Stored items:
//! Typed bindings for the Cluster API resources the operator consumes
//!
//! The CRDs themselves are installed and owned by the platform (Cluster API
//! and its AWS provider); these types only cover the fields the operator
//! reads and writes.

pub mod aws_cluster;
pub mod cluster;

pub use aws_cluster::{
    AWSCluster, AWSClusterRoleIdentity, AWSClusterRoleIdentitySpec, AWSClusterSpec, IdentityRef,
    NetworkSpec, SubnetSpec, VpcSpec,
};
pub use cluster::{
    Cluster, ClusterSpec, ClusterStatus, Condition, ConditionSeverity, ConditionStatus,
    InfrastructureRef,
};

| WORK ITEM |
For the string "operator", show each line of the entries above where it occurs.

| RESULT |
//! Typed bindings for the Cluster API resources the operator consumes
//! and its AWS provider); these types only cover the fields the operator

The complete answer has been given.